(RAW DATA begins)
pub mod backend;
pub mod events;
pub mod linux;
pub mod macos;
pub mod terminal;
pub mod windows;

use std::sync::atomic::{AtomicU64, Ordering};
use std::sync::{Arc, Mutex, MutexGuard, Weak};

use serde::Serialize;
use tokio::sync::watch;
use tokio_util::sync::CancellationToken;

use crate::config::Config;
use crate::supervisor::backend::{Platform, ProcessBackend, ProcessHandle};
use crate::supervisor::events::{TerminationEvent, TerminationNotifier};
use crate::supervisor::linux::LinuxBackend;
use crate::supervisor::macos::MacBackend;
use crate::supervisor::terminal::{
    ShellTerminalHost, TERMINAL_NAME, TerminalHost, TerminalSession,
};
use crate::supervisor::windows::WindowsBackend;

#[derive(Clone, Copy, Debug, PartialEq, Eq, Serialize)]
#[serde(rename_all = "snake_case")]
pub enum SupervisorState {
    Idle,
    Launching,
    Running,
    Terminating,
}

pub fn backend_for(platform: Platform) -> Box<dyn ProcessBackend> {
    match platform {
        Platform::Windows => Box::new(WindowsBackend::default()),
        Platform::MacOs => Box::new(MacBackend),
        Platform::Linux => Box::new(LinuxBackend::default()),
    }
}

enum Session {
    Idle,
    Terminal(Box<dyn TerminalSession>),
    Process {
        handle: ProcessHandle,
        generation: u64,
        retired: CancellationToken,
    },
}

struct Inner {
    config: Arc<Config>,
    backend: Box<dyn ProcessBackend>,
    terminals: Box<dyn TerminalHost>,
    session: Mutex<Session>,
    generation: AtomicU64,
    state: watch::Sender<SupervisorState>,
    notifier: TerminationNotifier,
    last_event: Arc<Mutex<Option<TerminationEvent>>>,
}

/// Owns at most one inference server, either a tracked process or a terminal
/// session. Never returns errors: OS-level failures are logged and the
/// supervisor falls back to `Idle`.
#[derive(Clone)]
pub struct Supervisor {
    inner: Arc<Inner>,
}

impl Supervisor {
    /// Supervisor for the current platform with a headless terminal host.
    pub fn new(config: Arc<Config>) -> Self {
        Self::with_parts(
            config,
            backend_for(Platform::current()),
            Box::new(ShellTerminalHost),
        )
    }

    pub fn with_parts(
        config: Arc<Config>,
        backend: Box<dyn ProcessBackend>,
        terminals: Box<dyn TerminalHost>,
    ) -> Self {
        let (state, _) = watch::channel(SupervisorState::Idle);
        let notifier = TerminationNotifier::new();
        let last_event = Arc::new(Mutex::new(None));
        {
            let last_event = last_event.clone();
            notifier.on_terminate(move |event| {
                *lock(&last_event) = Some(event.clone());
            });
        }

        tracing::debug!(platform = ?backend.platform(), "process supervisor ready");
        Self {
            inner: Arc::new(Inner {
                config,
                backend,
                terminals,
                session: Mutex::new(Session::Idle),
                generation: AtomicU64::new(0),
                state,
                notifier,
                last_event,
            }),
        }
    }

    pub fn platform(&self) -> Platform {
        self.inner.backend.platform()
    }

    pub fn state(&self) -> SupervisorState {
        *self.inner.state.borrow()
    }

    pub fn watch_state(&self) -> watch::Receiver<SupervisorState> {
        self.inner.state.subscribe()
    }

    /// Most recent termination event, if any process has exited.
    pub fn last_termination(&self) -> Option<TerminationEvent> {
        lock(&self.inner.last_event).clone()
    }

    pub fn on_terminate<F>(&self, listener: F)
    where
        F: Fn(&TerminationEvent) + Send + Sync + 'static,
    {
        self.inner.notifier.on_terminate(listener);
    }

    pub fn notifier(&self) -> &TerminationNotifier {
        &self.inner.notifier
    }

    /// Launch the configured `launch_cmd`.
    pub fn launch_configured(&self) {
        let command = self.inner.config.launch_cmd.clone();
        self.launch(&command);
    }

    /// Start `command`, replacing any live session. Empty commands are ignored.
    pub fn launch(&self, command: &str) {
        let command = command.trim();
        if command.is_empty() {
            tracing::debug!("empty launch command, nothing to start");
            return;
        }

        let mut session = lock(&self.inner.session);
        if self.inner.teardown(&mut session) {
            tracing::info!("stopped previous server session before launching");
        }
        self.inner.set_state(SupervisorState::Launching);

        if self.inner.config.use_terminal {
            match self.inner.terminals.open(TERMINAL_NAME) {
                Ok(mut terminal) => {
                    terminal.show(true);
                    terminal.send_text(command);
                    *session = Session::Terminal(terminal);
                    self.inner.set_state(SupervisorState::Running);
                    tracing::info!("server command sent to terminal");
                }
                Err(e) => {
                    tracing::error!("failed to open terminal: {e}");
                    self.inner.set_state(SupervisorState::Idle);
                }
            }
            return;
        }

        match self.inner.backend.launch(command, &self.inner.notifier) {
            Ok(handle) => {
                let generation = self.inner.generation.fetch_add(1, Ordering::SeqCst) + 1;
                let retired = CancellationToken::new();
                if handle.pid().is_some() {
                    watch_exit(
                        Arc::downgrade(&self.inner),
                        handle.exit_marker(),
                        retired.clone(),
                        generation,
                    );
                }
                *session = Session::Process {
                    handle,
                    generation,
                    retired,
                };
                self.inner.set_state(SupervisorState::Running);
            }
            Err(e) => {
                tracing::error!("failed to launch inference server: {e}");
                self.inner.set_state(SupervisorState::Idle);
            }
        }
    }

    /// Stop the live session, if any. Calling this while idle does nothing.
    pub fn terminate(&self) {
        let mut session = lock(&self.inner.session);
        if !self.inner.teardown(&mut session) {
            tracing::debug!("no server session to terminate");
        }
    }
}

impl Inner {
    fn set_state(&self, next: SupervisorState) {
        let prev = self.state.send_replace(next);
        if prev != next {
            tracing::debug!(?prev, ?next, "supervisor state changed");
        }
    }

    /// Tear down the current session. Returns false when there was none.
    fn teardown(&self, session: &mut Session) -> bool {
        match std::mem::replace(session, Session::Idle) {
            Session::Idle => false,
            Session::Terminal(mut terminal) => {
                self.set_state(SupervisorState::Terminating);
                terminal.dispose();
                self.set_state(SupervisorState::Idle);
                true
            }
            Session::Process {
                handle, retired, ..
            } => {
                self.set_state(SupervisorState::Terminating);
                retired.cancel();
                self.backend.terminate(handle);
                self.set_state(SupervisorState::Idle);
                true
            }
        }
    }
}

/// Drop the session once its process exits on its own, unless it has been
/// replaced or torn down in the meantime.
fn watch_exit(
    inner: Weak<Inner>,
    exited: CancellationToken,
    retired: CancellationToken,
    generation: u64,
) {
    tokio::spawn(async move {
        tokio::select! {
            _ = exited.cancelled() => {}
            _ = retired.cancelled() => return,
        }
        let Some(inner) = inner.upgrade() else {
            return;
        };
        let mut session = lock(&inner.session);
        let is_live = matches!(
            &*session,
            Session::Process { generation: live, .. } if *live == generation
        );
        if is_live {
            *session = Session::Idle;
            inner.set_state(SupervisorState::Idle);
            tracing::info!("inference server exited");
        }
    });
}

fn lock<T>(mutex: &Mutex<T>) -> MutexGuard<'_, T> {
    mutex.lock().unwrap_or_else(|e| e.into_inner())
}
(RAW DATA ends)
**EXERCISE:**
Return the full data, every line of it, with nothing altered.

**ANSWER:**
pub mod backend;
pub mod events;
pub mod linux;
pub mod macos;
pub mod terminal;
pub mod windows;

use std::sync::atomic::{AtomicU64, Ordering};
use std::sync::{Arc, Mutex, MutexGuard, Weak};

use serde::Serialize;
use tokio::sync::watch;
use tokio_util::sync::CancellationToken;

use crate::config::Config;
use crate::supervisor::backend::{Platform, ProcessBackend, ProcessHandle};
use crate::supervisor::events::{TerminationEvent, TerminationNotifier};
use crate::supervisor::linux::LinuxBackend;
use crate::supervisor::macos::MacBackend;
use crate::supervisor::terminal::{
    ShellTerminalHost, TERMINAL_NAME, TerminalHost, TerminalSession,
};
use crate::supervisor::windows::WindowsBackend;

#[derive(Clone, Copy, Debug, PartialEq, Eq, Serialize)]
#[serde(rename_all = "snake_case")]
pub enum SupervisorState {
    Idle,
    Launching,
    Running,
    Terminating,
}

pub fn backend_for(platform: Platform) -> Box<dyn ProcessBackend> {
    match platform {
        Platform::Windows => Box::new(WindowsBackend::default()),
        Platform::MacOs => Box::new(MacBackend),
        Platform::Linux => Box::new(LinuxBackend::default()),
    }
}

enum Session {
    Idle,
    Terminal(Box<dyn TerminalSession>),
    Process {
        handle: ProcessHandle,
        generation: u64,
        retired: CancellationToken,
    },
}

struct Inner {
    config: Arc<Config>,
    backend: Box<dyn ProcessBackend>,
    terminals: Box<dyn TerminalHost>,
    session: Mutex<Session>,
    generation: AtomicU64,
    state: watch::Sender<SupervisorState>,
    notifier: TerminationNotifier,
    last_event: Arc<Mutex<Option<TerminationEvent>>>,
}

/// Owns at most one inference server, either a tracked process or a terminal
/// session. Never returns errors: OS-level failures are logged and the
/// supervisor falls back to `Idle`.
#[derive(Clone)]
pub struct Supervisor {
    inner: Arc<Inner>,
}

impl Supervisor {
    /// Supervisor for the current platform with a headless terminal host.
    pub fn new(config: Arc<Config>) -> Self {
        Self::with_parts(
            config,
            backend_for(Platform::current()),
            Box::new(ShellTerminalHost),
        )
    }

    pub fn with_parts(
        config: Arc<Config>,
        backend: Box<dyn ProcessBackend>,
        terminals: Box<dyn TerminalHost>,
    ) -> Self {
        let (state, _) = watch::channel(SupervisorState::Idle);
        let notifier = TerminationNotifier::new();
        let last_event = Arc::new(Mutex::new(None));
        {
            let last_event = last_event.clone();
            notifier.on_terminate(move |event| {
                *lock(&last_event) = Some(event.clone());
            });
        }

        tracing::debug!(platform = ?backend.platform(), "process supervisor ready");
        Self {
            inner: Arc::new(Inner {
                config,
                backend,
                terminals,
                session: Mutex::new(Session::Idle),
                generation: AtomicU64::new(0),
                state,
                notifier,
                last_event,
            }),
        }
    }

    pub fn platform(&self) -> Platform {
        self.inner.backend.platform()
    }

    pub fn state(&self) -> SupervisorState {
        *self.inner.state.borrow()
    }

    pub fn watch_state(&self) -> watch::Receiver<SupervisorState> {
        self.inner.state.subscribe()
    }

    /// Most recent termination event, if any process has exited.
    pub fn last_termination(&self) -> Option<TerminationEvent> {
        lock(&self.inner.last_event).clone()
    }

    pub fn on_terminate<F>(&self, listener: F)
    where
        F: Fn(&TerminationEvent) + Send + Sync + 'static,
    {
        self.inner.notifier.on_terminate(listener);
    }

    pub fn notifier(&self) -> &TerminationNotifier {
        &self.inner.notifier
    }

    /// Launch the configured `launch_cmd`.
    pub fn launch_configured(&self) {
        let command = self.inner.config.launch_cmd.clone();
        self.launch(&command);
    }

    /// Start `command`, replacing any live session. Empty commands are ignored.
    pub fn launch(&self, command: &str) {
        let command = command.trim();
        if command.is_empty() {
            tracing::debug!("empty launch command, nothing to start");
            return;
        }

        let mut session = lock(&self.inner.session);
        if self.inner.teardown(&mut session) {
            tracing::info!("stopped previous server session before launching");
        }
        self.inner.set_state(SupervisorState::Launching);

        if self.inner.config.use_terminal {
            match self.inner.terminals.open(TERMINAL_NAME) {
                Ok(mut terminal) => {
                    terminal.show(true);
                    terminal.send_text(command);
                    *session = Session::Terminal(terminal);
                    self.inner.set_state(SupervisorState::Running);
                    tracing::info!("server command sent to terminal");
                }
                Err(e) => {
                    tracing::error!("failed to open terminal: {e}");
                    self.inner.set_state(SupervisorState::Idle);
                }
            }
            return;
        }

        match self.inner.backend.launch(command, &self.inner.notifier) {
            Ok(handle) => {
                let generation = self.inner.generation.fetch_add(1, Ordering::SeqCst) + 1;
                let retired = CancellationToken::new();
                if handle.pid().is_some() {
                    watch_exit(
                        Arc::downgrade(&self.inner),
                        handle.exit_marker(),
                        retired.clone(),
                        generation,
                    );
                }
                *session = Session::Process {
                    handle,
                    generation,
                    retired,
                };
                self.inner.set_state(SupervisorState::Running);
            }
            Err(e) => {
                tracing::error!("failed to launch inference server: {e}");
                self.inner.set_state(SupervisorState::Idle);
            }
        }
    }

    /// Stop the live session, if any. Calling this while idle does nothing.
    pub fn terminate(&self) {
        let mut session = lock(&self.inner.session);
        if !self.inner.teardown(&mut session) {
            tracing::debug!("no server session to terminate");
        }
    }
}

impl Inner {
    fn set_state(&self, next: SupervisorState) {
        let prev = self.state.send_replace(next);
        if prev != next {
            tracing::debug!(?prev, ?next, "supervisor state changed");
        }
    }

    /// Tear down the current session. Returns false when there was none.
    fn teardown(&self, session: &mut Session) -> bool {
        match std::mem::replace(session, Session::Idle) {
            Session::Idle => false,
            Session::Terminal(mut terminal) => {
                self.set_state(SupervisorState::Terminating);
                terminal.dispose();
                self.set_state(SupervisorState::Idle);
                true
            }
            Session::Process {
                handle, retired, ..
            } => {
                self.set_state(SupervisorState::Terminating);
                retired.cancel();
                self.backend.terminate(handle);
                self.set_state(SupervisorState::Idle);
                true
            }
        }
    }
}

/// Drop the session once its process exits on its own, unless it has been
/// replaced or torn down in the meantime.
fn watch_exit(
    inner: Weak<Inner>,
    exited: CancellationToken,
    retired: CancellationToken,
    generation: u64,
) {
    tokio::spawn(async move {
        tokio::select! {
            _ = exited.cancelled() => {}
            _ = retired.cancelled() => return,
        }
        let Some(inner) = inner.upgrade() else {
            return;
        };
        let mut session = lock(&inner.session);
        let is_live = matches!(
            &*session,
            Session::Process { generation: live, .. } if *live == generation
        );
        if is_live {
            *session = Session::Idle;
            inner.set_state(SupervisorState::Idle);
            tracing::info!("inference server exited");
        }
    });
}

fn lock<T>(mutex: &Mutex<T>) -> MutexGuard<'_, T> {
    mutex.lock().unwrap_or_else(|e| e.into_inner())
}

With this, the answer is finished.